#### [WORK ITEM]
Return exactly the span of lines in the following data that opens with the line containing "same error shape" and closes with the line containing "ServiceBuilder::new()". Include nothing else.

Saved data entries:
---*---

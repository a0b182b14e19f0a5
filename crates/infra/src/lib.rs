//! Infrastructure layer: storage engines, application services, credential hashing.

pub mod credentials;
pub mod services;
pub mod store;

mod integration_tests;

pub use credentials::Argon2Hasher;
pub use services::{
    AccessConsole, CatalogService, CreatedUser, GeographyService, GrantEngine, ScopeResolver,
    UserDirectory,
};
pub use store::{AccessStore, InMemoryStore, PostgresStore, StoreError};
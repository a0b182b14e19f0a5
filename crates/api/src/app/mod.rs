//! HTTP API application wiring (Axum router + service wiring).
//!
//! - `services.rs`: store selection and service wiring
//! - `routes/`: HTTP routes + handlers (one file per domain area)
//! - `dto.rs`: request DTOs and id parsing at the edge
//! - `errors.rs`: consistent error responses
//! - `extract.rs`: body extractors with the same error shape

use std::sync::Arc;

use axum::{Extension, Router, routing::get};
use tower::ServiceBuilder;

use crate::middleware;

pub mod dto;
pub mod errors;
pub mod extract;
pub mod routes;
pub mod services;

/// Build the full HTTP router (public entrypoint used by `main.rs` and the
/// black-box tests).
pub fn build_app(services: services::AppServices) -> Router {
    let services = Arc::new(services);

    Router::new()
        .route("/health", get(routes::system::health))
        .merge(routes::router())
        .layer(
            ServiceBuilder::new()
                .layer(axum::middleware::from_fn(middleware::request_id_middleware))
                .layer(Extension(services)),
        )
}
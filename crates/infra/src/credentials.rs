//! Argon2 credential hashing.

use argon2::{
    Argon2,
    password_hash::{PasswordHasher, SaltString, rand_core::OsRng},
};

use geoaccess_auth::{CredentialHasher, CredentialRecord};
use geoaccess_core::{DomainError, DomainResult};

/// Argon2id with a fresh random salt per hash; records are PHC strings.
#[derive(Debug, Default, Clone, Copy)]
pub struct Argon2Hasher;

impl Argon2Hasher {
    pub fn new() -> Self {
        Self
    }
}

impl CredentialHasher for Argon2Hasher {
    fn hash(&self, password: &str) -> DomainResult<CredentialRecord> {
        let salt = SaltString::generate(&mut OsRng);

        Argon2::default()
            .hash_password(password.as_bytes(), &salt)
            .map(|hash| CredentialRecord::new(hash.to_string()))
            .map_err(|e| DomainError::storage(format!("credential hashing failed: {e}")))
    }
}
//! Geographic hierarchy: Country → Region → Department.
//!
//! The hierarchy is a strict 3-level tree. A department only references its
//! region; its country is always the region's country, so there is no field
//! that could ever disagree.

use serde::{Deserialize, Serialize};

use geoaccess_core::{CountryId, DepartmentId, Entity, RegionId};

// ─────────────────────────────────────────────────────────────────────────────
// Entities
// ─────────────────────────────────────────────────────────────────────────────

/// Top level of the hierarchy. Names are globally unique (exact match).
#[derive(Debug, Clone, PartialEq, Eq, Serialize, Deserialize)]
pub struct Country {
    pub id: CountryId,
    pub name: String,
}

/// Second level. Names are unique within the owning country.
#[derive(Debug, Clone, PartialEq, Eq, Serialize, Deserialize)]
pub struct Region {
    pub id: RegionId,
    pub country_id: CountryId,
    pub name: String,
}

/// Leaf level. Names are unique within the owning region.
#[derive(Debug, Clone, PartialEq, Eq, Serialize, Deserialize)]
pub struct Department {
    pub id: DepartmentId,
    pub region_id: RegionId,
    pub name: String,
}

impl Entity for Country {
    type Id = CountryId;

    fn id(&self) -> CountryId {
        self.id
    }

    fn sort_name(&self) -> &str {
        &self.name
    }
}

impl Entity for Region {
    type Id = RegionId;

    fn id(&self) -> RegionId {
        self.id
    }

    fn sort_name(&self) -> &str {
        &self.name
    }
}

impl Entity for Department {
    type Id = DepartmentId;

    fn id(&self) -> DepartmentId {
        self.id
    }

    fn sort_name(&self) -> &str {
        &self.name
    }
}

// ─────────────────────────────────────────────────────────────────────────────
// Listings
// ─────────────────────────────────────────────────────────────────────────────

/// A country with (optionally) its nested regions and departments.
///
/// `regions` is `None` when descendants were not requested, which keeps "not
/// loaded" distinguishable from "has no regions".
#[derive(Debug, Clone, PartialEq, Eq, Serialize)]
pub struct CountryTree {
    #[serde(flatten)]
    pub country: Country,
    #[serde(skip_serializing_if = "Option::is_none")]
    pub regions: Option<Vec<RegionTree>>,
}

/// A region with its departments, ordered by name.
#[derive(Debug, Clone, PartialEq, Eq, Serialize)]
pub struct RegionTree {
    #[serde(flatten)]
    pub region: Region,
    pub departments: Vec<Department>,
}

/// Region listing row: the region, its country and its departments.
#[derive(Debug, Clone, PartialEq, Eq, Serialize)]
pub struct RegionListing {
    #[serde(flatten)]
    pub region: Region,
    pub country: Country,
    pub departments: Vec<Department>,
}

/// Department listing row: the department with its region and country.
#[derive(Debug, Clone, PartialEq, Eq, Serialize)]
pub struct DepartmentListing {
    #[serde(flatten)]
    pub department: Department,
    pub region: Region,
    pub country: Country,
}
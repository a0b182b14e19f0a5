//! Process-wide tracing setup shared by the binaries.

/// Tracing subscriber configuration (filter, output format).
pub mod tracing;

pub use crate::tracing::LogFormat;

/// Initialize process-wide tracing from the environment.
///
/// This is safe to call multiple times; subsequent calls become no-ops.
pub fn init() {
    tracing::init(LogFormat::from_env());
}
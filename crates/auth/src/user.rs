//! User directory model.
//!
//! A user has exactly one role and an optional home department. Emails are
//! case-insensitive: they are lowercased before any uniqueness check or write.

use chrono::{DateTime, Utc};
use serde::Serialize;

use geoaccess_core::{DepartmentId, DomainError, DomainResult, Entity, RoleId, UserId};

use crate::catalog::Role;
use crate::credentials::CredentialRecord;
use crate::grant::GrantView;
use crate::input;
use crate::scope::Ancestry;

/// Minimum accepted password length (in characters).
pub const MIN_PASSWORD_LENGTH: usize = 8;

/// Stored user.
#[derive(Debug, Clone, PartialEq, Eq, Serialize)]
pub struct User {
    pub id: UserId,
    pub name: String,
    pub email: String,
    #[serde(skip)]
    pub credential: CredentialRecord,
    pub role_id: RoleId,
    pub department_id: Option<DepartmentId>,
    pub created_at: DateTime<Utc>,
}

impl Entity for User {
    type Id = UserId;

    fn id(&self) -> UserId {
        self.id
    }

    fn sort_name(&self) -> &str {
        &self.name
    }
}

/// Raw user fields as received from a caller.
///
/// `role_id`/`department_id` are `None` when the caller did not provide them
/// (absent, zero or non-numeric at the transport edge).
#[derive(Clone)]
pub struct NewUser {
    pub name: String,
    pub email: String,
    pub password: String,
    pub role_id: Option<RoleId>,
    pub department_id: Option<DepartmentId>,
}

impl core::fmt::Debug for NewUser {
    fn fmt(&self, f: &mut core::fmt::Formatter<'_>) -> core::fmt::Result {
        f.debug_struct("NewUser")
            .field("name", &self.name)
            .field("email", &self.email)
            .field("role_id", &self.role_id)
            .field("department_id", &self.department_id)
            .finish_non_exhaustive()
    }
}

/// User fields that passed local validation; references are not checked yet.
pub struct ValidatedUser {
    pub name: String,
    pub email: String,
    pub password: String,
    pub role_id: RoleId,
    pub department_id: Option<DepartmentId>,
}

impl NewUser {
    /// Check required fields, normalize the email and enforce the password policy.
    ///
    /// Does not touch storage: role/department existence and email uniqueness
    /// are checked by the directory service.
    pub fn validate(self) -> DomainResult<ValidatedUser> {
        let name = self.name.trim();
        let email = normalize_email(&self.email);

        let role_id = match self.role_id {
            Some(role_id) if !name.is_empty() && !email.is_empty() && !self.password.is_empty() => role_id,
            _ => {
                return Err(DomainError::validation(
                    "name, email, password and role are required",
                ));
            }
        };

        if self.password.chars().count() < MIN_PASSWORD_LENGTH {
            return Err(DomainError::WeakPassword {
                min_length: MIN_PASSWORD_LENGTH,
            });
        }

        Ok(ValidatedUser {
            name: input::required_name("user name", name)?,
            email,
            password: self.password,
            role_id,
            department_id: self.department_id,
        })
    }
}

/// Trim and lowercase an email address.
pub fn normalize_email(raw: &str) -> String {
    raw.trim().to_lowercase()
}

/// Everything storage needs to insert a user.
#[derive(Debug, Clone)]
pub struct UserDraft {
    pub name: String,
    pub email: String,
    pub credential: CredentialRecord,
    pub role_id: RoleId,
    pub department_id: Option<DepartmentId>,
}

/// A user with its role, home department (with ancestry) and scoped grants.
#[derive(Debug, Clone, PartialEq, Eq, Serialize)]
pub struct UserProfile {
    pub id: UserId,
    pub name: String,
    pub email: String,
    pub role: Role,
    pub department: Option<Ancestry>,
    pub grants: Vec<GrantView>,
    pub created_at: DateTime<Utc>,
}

---*---

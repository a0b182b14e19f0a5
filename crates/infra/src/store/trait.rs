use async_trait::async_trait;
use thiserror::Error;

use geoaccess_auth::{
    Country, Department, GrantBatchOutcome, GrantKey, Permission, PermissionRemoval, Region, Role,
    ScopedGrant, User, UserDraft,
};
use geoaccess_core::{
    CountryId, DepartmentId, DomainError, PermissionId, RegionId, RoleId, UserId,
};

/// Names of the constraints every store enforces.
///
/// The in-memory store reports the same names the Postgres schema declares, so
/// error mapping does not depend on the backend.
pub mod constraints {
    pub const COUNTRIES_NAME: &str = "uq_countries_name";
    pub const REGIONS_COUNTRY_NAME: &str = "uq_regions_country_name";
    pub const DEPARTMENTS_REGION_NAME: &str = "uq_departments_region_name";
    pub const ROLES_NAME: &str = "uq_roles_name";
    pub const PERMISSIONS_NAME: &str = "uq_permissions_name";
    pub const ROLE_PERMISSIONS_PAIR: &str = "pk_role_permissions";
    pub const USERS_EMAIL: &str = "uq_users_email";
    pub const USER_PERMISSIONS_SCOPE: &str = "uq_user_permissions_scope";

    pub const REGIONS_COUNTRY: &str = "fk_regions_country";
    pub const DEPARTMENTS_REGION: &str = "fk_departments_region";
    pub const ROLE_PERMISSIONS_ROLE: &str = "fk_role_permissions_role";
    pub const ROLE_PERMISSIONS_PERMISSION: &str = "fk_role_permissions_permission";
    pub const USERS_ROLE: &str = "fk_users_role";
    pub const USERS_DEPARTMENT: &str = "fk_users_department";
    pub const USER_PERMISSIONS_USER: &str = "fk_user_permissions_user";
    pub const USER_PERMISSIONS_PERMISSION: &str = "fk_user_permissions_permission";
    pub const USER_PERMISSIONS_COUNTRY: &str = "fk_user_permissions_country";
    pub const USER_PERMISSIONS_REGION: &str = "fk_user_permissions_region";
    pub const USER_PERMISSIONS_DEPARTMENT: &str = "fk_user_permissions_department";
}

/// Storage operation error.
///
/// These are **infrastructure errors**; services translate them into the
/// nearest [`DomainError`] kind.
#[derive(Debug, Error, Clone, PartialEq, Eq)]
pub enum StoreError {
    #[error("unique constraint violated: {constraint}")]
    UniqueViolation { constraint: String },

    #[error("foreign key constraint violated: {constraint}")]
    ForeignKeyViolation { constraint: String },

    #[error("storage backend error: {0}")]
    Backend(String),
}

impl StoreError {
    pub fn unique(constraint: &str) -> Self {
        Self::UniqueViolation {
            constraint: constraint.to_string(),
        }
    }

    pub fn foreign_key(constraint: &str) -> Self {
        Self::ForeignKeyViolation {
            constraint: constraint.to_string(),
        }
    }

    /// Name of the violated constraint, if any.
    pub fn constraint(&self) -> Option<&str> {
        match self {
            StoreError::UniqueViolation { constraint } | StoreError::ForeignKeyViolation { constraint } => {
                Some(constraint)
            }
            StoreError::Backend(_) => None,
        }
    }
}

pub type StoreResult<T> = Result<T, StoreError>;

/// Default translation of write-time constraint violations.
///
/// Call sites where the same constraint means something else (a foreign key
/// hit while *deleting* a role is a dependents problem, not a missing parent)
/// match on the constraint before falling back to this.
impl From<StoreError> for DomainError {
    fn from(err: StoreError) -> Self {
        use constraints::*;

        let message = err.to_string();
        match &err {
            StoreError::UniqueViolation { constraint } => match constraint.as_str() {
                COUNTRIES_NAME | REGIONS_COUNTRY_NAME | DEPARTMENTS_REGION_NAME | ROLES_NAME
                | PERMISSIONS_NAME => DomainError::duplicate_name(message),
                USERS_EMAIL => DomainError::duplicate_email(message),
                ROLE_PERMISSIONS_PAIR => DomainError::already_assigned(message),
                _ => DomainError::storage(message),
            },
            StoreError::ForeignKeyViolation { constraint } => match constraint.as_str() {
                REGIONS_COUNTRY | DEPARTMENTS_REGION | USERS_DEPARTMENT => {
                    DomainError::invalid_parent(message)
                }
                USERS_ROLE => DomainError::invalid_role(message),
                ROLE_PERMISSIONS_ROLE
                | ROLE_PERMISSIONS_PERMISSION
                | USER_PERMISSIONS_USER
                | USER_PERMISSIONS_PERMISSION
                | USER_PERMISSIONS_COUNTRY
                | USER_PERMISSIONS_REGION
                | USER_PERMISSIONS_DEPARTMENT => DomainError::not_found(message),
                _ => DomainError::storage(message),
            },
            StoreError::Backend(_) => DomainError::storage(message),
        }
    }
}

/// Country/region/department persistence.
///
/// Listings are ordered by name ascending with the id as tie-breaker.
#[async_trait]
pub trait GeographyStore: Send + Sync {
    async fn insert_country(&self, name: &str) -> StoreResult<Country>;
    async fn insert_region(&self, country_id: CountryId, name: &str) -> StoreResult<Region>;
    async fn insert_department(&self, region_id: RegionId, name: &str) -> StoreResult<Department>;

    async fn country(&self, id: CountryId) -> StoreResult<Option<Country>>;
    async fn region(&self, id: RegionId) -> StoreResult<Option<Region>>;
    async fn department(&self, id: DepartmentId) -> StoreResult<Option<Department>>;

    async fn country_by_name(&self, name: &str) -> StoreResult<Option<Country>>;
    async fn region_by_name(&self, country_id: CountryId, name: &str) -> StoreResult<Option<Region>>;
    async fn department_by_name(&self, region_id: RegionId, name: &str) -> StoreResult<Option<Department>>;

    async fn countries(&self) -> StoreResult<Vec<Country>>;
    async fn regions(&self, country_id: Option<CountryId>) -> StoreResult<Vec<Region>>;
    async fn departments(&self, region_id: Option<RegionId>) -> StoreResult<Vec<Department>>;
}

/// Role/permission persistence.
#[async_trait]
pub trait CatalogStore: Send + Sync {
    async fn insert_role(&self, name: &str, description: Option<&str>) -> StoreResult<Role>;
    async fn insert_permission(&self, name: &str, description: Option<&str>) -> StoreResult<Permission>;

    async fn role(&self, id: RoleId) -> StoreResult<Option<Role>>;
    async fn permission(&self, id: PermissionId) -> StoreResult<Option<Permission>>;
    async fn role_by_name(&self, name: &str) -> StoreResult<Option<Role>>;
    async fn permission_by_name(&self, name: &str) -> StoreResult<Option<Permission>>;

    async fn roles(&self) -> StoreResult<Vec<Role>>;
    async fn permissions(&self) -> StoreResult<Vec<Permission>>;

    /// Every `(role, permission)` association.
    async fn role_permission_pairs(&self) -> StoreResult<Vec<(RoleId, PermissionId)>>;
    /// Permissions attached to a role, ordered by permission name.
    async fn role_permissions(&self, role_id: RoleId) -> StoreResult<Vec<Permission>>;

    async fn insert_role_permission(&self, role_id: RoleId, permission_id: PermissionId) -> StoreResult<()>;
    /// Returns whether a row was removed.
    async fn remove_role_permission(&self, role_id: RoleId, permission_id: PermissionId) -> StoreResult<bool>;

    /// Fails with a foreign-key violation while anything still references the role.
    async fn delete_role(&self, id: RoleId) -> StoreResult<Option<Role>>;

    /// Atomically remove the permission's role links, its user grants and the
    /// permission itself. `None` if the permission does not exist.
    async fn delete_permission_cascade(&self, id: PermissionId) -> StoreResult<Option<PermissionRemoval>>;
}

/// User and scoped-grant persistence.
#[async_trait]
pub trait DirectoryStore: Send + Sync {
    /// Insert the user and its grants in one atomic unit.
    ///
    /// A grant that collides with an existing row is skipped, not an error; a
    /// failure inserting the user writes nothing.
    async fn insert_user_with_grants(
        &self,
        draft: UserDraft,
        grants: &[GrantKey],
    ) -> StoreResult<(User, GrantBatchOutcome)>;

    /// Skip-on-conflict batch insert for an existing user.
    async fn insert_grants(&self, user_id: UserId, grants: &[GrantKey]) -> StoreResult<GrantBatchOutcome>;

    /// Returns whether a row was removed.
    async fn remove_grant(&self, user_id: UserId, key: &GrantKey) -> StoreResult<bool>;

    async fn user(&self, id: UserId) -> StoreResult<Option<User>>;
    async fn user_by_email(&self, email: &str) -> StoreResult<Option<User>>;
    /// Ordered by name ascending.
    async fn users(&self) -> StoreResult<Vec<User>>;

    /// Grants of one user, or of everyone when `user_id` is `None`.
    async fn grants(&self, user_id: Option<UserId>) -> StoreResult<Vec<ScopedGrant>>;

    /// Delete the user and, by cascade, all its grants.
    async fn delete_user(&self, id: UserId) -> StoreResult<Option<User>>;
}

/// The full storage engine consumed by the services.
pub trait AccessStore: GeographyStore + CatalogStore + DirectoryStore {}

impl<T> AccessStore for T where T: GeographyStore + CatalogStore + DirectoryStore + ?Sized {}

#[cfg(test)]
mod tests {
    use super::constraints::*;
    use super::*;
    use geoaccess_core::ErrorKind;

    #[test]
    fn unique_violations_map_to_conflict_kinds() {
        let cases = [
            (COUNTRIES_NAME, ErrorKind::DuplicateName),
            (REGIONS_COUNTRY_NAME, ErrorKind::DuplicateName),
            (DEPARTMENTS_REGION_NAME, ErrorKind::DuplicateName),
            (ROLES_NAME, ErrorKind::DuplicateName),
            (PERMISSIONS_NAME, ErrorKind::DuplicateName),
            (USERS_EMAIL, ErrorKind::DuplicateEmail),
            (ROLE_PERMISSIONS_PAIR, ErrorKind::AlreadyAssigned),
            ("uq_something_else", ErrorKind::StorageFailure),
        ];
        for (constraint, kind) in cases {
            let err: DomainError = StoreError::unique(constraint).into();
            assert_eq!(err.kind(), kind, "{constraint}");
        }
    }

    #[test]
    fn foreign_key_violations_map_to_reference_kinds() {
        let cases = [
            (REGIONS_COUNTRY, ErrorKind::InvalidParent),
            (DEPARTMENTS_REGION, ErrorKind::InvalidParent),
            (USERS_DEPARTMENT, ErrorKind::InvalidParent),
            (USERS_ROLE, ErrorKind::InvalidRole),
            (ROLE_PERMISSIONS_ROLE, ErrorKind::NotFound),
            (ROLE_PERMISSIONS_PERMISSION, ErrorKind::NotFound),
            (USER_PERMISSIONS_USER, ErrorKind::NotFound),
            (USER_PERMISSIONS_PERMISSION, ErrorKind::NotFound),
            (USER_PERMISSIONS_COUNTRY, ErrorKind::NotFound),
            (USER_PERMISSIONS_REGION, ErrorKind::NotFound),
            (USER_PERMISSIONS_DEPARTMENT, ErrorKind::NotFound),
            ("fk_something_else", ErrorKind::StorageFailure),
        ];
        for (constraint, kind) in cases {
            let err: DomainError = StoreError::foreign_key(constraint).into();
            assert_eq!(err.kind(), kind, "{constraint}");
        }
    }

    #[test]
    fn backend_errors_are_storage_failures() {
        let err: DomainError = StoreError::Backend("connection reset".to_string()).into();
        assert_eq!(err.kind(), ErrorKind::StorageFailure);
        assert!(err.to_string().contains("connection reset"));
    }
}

---*---

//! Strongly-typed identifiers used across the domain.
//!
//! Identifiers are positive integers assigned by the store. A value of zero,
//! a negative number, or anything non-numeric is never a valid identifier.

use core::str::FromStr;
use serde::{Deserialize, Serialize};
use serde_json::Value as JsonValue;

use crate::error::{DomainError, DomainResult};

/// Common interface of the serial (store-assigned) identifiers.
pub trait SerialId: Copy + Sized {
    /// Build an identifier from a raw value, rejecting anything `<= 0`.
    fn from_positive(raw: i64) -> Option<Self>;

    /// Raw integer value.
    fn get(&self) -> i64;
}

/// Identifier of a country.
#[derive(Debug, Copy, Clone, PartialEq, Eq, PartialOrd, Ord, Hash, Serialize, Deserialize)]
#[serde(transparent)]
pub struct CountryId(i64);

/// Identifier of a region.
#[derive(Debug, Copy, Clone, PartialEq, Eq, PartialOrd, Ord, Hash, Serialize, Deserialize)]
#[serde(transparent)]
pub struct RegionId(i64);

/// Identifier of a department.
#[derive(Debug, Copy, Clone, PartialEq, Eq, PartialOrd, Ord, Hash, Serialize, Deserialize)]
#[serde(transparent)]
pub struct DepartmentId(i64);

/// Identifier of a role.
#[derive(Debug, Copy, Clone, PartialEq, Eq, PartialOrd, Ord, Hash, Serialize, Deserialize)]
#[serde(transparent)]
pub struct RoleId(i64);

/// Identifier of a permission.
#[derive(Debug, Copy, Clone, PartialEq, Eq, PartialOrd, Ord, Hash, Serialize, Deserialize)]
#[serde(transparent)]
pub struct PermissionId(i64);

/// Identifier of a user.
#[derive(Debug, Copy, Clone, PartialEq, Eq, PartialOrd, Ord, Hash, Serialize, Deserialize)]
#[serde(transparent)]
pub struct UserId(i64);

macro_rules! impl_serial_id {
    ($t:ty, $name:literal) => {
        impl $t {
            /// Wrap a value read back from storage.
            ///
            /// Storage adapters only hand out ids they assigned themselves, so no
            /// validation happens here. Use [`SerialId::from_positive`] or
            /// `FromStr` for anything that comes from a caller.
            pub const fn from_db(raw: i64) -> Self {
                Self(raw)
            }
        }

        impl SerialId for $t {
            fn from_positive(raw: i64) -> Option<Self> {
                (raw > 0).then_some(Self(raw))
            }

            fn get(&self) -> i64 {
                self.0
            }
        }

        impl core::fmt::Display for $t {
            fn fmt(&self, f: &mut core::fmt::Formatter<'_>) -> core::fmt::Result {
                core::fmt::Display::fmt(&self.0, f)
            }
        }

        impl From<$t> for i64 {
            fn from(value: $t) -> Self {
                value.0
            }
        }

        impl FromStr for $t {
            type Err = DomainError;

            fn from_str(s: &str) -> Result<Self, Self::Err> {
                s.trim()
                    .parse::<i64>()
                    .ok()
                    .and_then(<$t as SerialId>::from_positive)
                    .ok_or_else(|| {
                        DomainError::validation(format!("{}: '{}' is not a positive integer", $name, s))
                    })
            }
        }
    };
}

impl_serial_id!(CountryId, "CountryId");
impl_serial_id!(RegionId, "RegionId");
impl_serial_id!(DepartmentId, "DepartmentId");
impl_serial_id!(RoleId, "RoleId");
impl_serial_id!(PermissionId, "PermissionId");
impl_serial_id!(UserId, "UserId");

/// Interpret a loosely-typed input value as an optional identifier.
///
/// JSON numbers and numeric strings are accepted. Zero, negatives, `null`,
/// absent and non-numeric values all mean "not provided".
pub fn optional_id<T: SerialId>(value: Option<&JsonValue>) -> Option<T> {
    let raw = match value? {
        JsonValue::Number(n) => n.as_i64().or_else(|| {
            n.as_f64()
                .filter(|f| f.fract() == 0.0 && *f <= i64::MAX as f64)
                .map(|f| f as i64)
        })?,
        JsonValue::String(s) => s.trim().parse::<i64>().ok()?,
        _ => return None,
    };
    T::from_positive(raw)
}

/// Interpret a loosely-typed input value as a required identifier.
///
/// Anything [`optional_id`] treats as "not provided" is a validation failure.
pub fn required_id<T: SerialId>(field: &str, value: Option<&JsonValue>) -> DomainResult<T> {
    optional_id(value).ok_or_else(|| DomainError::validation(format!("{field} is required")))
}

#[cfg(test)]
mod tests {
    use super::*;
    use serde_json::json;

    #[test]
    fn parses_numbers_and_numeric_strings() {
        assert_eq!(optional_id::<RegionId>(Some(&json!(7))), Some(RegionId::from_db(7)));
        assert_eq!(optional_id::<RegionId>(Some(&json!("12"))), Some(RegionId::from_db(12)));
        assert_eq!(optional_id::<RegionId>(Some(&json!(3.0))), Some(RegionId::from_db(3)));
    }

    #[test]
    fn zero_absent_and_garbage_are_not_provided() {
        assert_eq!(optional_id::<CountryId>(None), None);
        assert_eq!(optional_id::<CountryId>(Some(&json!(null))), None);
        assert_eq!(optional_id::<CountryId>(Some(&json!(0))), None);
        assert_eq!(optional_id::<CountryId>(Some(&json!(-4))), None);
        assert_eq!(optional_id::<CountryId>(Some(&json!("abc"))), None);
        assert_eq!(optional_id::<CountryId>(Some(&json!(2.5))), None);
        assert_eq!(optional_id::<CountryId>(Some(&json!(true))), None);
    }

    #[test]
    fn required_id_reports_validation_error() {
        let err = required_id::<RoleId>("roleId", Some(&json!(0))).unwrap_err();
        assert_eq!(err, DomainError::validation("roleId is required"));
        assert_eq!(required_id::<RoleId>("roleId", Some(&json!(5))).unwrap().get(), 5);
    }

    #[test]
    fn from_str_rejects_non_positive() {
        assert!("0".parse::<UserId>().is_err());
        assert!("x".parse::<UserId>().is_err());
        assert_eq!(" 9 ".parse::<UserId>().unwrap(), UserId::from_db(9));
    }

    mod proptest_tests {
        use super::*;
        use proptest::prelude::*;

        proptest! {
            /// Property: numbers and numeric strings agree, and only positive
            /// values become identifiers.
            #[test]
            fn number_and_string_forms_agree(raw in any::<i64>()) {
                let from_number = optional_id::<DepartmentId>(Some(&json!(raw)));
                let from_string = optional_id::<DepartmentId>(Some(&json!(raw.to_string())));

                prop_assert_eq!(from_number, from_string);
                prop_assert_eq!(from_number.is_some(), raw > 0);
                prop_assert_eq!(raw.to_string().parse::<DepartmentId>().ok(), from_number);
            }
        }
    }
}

---*---

#### [EXERCISE RESPONSE]
//! - `extract.rs`: body extractors with the same error shape

use std::sync::Arc;

use axum::{Extension, Router, routing::get};
use tower::ServiceBuilder;

use crate::middleware;

pub mod dto;
pub mod errors;
pub mod extract;
pub mod routes;
pub mod services;

/// Build the full HTTP router (public entrypoint used by `main.rs` and the
/// black-box tests).
pub fn build_app(services: services::AppServices) -> Router {
    let services = Arc::new(services);

    Router::new()
        .route("/health", get(routes::system::health))
        .merge(routes::router())
        .layer(
            ServiceBuilder::new()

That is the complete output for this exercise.